Wednesday 11 May 2011

Are more women losing their babies in late pregnancy?

Sadly, Kelly Brook has lost her baby five months into her pregnancy. The model and actress is not the only celebrity to have suffered the trauma of a late miscarriage in recent months. In February, Britain’s Got Talent judge Amanda Holden, 40, lost a baby two months before she was due to give birth. She had also suffered a miscarriage the previous year. Last November, 25-year-old singer Lily Allen faced the same tragedy six months into her pregnancy. In 2008, she had a miscarriage when she was four months pregnant.

So is the number of miscarriages among British women rising? Or are we simply more aware of the problem because high-profile celebrities have courageously told of their terrible loss? Recent research published in medical journal The Lancet shows Britain has one of the worst records for stillbirth, ranking 33 out of 35 high-income countries. Eleven babies are stillborn every day in Britain.

Losing a baby after 24 weeks of pregnancy - when the baby could survive in an incubator - is classed as a stillbirth. Before that, it is a miscarriage. Every day, 290 British women experience a miscarriage. Professor Lesley Regan, head of the department of Obstetrics & Gynaecology at St Mary’s Hospital, London, says there has been an increase in the number of reported miscarriages.

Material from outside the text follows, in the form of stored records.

use crate::bean_factory::BeanFactory;
use crate::error::ApplicationResult;
use std::sync::Arc;

/// 需要访问 BeanFactory 的组件
///
/// 类似 Spring 的 BeanFactoryAware，注入发生在任何业务调用之前
pub trait BeanFactoryAware {
    fn set_bean_factory(&self, bean_factory: Arc<dyn BeanFactory>);
}

/// 属性设置完成后的初始化回调
/// 类似 Spring 的 InitializingBean / @PostConstruct
pub trait InitializingBean {
    fn after_properties_set(&self) -> ApplicationResult<()> {
        Ok(())
    }
}

/// 所有单例实例化完成后的回调
///
/// 拦截器在这里解析默认的 CacheManager / TransactionManager，
/// 回调完成前到达的调用直接透传到目标方法
pub trait SmartInitializingSingleton {
    fn after_singletons_instantiated(&self) -> ApplicationResult<()>;
}
impl ConfigValue {
    pub fn as_str(&self) -> Option<&str> {
        match self {
            ConfigValue::String(s) => Some(s.as_str()),
            _ => None,
        }
    }

    pub fn as_i64(&self) -> Option<i64> {
        match self {
            ConfigValue::Int(i) => Some(*i),
            ConfigValue::String(s) => s.trim().parse().ok(),
            _ => None,
        }
    }

    pub fn as_f64(&self) -> Option<f64> {
        match self {
            ConfigValue::Float(f) => Some(*f),
            ConfigValue::Int(i) => Some(*i as f64),
            ConfigValue::String(s) => s.trim().parse().ok(),
            _ => None,
        }
    }

    pub fn as_bool(&self) -> Option<bool> {
        match self {
            ConfigValue::Bool(b) => Some(*b),
            ConfigValue::String(s) => match s.trim().to_lowercase().as_str() {
                "true" | "yes" | "1" => Some(true),
                "false" | "no" | "0" => Some(false),
                _ => None,
            },
            _ => None,
        }
    }
}

impl fmt::Display for ConfigValue {
    fn fmt(&self, f: &mut fmt::Formatter<'_>) -> fmt::Result {
        match self {
            ConfigValue::String(s) => f.write_str(s),
            ConfigValue::Int(i) => write!(f, "{}", i),
            ConfigValue::Float(v) => write!(f, "{}", v),
            ConfigValue::Bool(b) => write!(f, "{}", b),
            ConfigValue::Array(items) => {
                let parts: Vec<String> = items.iter().map(|v| v.to_string()).collect();
                f.write_str(&parts.join(","))
            }
            ConfigValue::Object(_) => f.write_str("{...}"),
        }
    }
}

/// 配置源 trait
pub trait PropertySource: Send + Sync {
    /// 配置源名称，在 Environment 中唯一
    fn name(&self) -> &str;

    fn get(&self, key: &str) -> Option<ConfigValue>;

    fn keys(&self) -> Vec<String>;

    /// 配置源优先级（数字越大优先级越高），仅用于 add_property_source
    fn priority(&self) -> i32 {
        0
    }
}

const PLACEHOLDER_PREFIX: &str = "${";
const PLACEHOLDER_SUFFIX: &str = "}";
const VALUE_SEPARATOR: char = ':';
const MAX_PLACEHOLDER_DEPTH: usize = 16;

/// Environment - 配置管理器
///
/// 维护一个有序的配置源列表，查找时从前往后，第一个命中的值生效。
pub struct Environment {
    sources: RwLock<Vec<Box<dyn PropertySource>>>,
    active_profiles: RwLock<Vec<String>>,
    default_profiles: RwLock<Vec<String>>,
}
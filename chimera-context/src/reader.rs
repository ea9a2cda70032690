//! 元数据读取
//!
//! 解析器通过 [`MetadataReaderFactory`] 按类名获取元数据。

use std::collections::HashMap;
use std::fs;
use std::path::Path;
use std::sync::Arc;

use indexmap::IndexMap;
use parking_lot::RwLock;
use serde::Deserialize;

use crate::error::{ContextError, ContextResult};
use crate::metadata::{ClassMetadata, MetadataOrigin};

/// 按类名提供元数据
pub trait MetadataReaderFactory: Send + Sync {
    fn get_metadata(&self, class_name: &str) -> ContextResult<Arc<ClassMetadata>>;

    /// 已知的全部类名，供组件扫描使用
    fn class_names(&self) -> Vec<String>;
}

#[derive(Deserialize)]
struct MetadataDocument {
    #[serde(default, rename = "class")]
    classes: Vec<ClassMetadata>,
}

/// 内存中的元数据注册表
///
/// 可以直接注册，也可以从 TOML 描述文件加载：
///
/// ```toml
/// [[class]]
/// name = "app.AppConfig"
/// super-class = "app.BaseConfig"
///
/// [[class.annotation]]
/// type = "Import"
/// value = ["app.DataConfig"]
///
/// [[class.method]]
/// name = "dataSource"
/// [[class.method.annotation]]
/// type = "Bean"
/// ```
#[derive(Default)]
pub struct SimpleMetadataReaderFactory {
    classes: RwLock<IndexMap<String, Arc<ClassMetadata>>>,
}

impl SimpleMetadataReaderFactory {
    pub fn new() -> Self {
        Self::default()
    }

    pub fn register(&self, metadata: ClassMetadata) -> &Self {
        tracing::trace!("Registering metadata for '{}'", metadata.class_name());
        self.classes
            .write()
            .insert(metadata.class_name().to_string(), Arc::new(metadata));
        self
    }

    pub fn with(self, metadata: ClassMetadata) -> Self {
        self.register(metadata);
        self
    }

    /// 解析 TOML 描述，方法顺序为声明顺序
    pub fn load_str(&self, content: &str, source_name: &str) -> ContextResult<usize> {
        let document: MetadataDocument =
            toml::from_str(content).map_err(|e| ContextError::InvalidMetadata {
                source_name: source_name.to_string(),
                message: e.to_string(),
            })?;
        let count = document.classes.len();
        for mut class in document.classes {
            class.set_origin(MetadataOrigin::Parsed);
            self.register(class);
        }
        tracing::debug!("Loaded {} class descriptor(s) from '{}'", count, source_name);
        Ok(count)
    }

    pub fn load_file(&self, path: impl AsRef<Path>) -> ContextResult<usize> {
        let path = path.as_ref();
        let content = fs::read_to_string(path).map_err(|e| ContextError::InvalidMetadata {
            source_name: path.display().to_string(),
            message: e.to_string(),
        })?;
        self.load_str(&content, &path.display().to_string())
    }

    pub fn len(&self) -> usize {
        self.classes.read().len()
    }

    pub fn is_empty(&self) -> bool {
        self.classes.read().is_empty()
    }
}

impl MetadataReaderFactory for SimpleMetadataReaderFactory {
    fn get_metadata(&self, class_name: &str) -> ContextResult<Arc<ClassMetadata>> {
        self.classes
            .read()
            .get(class_name)
            .cloned()
            .ok_or_else(|| ContextError::ClassNotFound(class_name.to_string()))
    }

    fn class_names(&self) -> Vec<String> {
        self.classes.read().keys().cloned().collect()
    }
}

/// 缓存委托工厂的读取结果
pub struct CachingMetadataReaderFactory {
    delegate: Arc<dyn MetadataReaderFactory>,
    cache: RwLock<HashMap<String, Arc<ClassMetadata>>>,
}

impl CachingMetadataReaderFactory {
    pub fn new(delegate: Arc<dyn MetadataReaderFactory>) -> Self {
        Self {
            delegate,
            cache: RwLock::new(HashMap::new()),
        }
    }

    pub fn clear_cache(&self) {
        self.cache.write().clear();
    }

    pub fn cached_count(&self) -> usize {
        self.cache.read().len()
    }
}

impl MetadataReaderFactory for CachingMetadataReaderFactory {
    fn get_metadata(&self, class_name: &str) -> ContextResult<Arc<ClassMetadata>> {
        if let Some(cached) = self.cache.read().get(class_name) {
            return Ok(Arc::clone(cached));
        }
        let metadata = self.delegate.get_metadata(class_name)?;
        self.cache
            .write()
            .entry(class_name.to_string())
            .or_insert_with(|| Arc::clone(&metadata));
        Ok(metadata)
    }

    fn class_names(&self) -> Vec<String> {
        self.delegate.class_names()
    }
}

#[cfg(test)]
mod tests {
    use super::*;
    use crate::metadata::annotations::{BEAN, IMPORT};
    use crate::metadata::AnnotatedMetadata;
    use std::io::Write;

    const DESCRIPTORS: &str = r#"
[[class]]
name = "app.AppConfig"
super-class = "app.BaseConfig"
interfaces = ["app.Defaults"]

[[class.annotation]]
type = "Configuration"
proxyBeanMethods = false

[[class.annotation]]
type = "Import"
value = ["app.DataConfig", "app.WebConfig"]

[[class.annotation]]
type = "Order"
value = 3

[[class.method]]
name = "zeta"
[[class.method.annotation]]
type = "Bean"

[[class.method]]
name = "alpha"
final = true
[[class.method.annotation]]
type = "Bean"

[[class]]
name = "app.Defaults"
interface = true
"#;

    #[test]
    fn test_load_toml_descriptors() {
        let factory = SimpleMetadataReaderFactory::new();
        assert_eq!(factory.load_str(DESCRIPTORS, "classes.toml").unwrap(), 2);

        let config = factory.get_metadata("app.AppConfig").unwrap();
        assert_eq!(config.origin(), MetadataOrigin::Parsed);
        assert_eq!(config.super_class(), Some("app.BaseConfig"));
        assert_eq!(config.order(), 3);
        assert!(!config.is_full_configuration());
        assert_eq!(
            config.annotation(IMPORT).unwrap().strings("value"),
            vec!["app.DataConfig", "app.WebConfig"]
        );
        let names: Vec<_> = config.annotated_methods(BEAN).iter().map(|m| m.name()).collect();
        assert_eq!(names, vec!["zeta", "alpha"]);
        assert!(!config.methods()[1].is_overridable());

        assert!(factory.get_metadata("app.Defaults").unwrap().is_interface());
        assert!(matches!(
            factory.get_metadata("app.Missing"),
            Err(ContextError::ClassNotFound(_))
        ));
    }

    #[test]
    fn test_load_file_and_invalid_descriptor() {
        let mut file = tempfile::NamedTempFile::new().unwrap();
        file.write_all(DESCRIPTORS.as_bytes()).unwrap();
        let factory = SimpleMetadataReaderFactory::new();
        assert_eq!(factory.load_file(file.path()).unwrap(), 2);

        assert!(matches!(
            factory.load_str("[[class]]\ninterface = true", "broken.toml"),
            Err(ContextError::InvalidMetadata { .. })
        ));
    }

    #[test]
    fn test_caching_factory() {
        let delegate = Arc::new(SimpleMetadataReaderFactory::new().with(ClassMetadata::configuration("app.A")));
        let caching = CachingMetadataReaderFactory::new(delegate.clone());

        let first = caching.get_metadata("app.A").unwrap();
        delegate.register(ClassMetadata::new("app.A"));
        let second = caching.get_metadata("app.A").unwrap();
        assert!(Arc::ptr_eq(&first, &second));
        assert_eq!(caching.cached_count(), 1);

        caching.clear_cache();
        assert!(!caching.get_metadata("app.A").unwrap().is_configuration_candidate());
        assert!(caching.get_metadata("app.Missing").is_err());
        assert_eq!(caching.class_names(), vec!["app.A"]);
    }
}
//! Utility functions shared by the framework crates

/// Naming convention utilities for bean names
pub mod naming {
    /// Converts a PascalCase type name to camelCase for bean naming.
    ///
    /// ```
    /// use chimera_core::utils::naming::to_camel_case;
    ///
    /// assert_eq!(to_camel_case("UserService"), "userService");
    /// assert_eq!(to_camel_case(""), "");
    /// ```
    pub fn to_camel_case(s: &str) -> String {
        let mut chars = s.chars();
        match chars.next() {
            None => String::new(),
            Some(first) => {
                let mut result = String::with_capacity(s.len());
                result.extend(first.to_lowercase());
                result.push_str(chars.as_str());
                result
            }
        }
    }

    /// Default bean name for a class: camelCase of its short name.
    pub fn default_bean_name(class_name: &str) -> String {
        to_camel_case(super::class_names::short_name(class_name))
    }
}

/// Helpers for dotted / path-style class names (`com.acme.OrderService`, `app::OrderService`)
pub mod class_names {
    /// Prefixes of names that belong to the language runtime.
    const BUILTIN_PREFIXES: &[&str] = &["std::", "core::", "alloc::", "java.", "javax."];

    fn split_index(name: &str) -> Option<(usize, usize)> {
        let dot = name.rfind('.').map(|i| (i, 1));
        let path = name.rfind("::").map(|i| (i, 2));
        match (dot, path) {
            (Some(d), Some(p)) => Some(if d.0 > p.0 { d } else { p }),
            (d, p) => d.or(p),
        }
    }

    /// `com.acme.OrderService` -> `OrderService`
    pub fn short_name(name: &str) -> &str {
        match split_index(name) {
            Some((i, len)) => &name[i + len..],
            None => name,
        }
    }

    /// `com.acme.OrderService` -> `com.acme`
    pub fn package_name(name: &str) -> &str {
        match split_index(name) {
            Some((i, _)) => &name[..i],
            None => "",
        }
    }

    /// Whether the name refers to a runtime built-in type.
    pub fn is_builtin_type_name(name: &str) -> bool {
        BUILTIN_PREFIXES.iter().any(|p| name.starts_with(p))
    }

    /// `OrderService.charge`
    pub fn qualified_method_name(class_name: &str, method_name: &str) -> String {
        format!("{}.{}", short_name(class_name), method_name)
    }

    /// Whether `name` lives in `package` or one of its sub-packages.
    pub fn is_in_package(name: &str, package: &str) -> bool {
        if package.is_empty() {
            return true;
        }
        match name.strip_prefix(package) {
            Some(rest) => rest.starts_with('.') || rest.starts_with("::"),
            None => false,
        }
    }
}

‘This is partly because the issue of miscarriage has become more visible,’ she says. ‘In my mother’s generation, you didn’t talk about that sort of thing. ‘Also, in the past, women often didn’t know they were pregnant early on because you could take a pregnancy test only in hospital. This means many early miscarriages went unnoticed.’

The advent of home pregnancy tests and a more open society have seen a huge rise in the number of reported miscarriages. However, it is also likely that the actual number of miscarriages has increased. This is largely because of the increase in the number of women having babies later in life.

A woman aged 30 has a 12 per cent risk of miscarriage. But in her early 40s, that rises to 41 per cent. Over the age of 45, it shoots up to 75 per cent. ‘Miscarriage rises with maternal age - and more women are having babies later,’ says Prof Regan. ‘Early miscarriages (before 13 weeks) are often down to chromosomal abnormalities in the embryo. They are more likely to be a one-off.’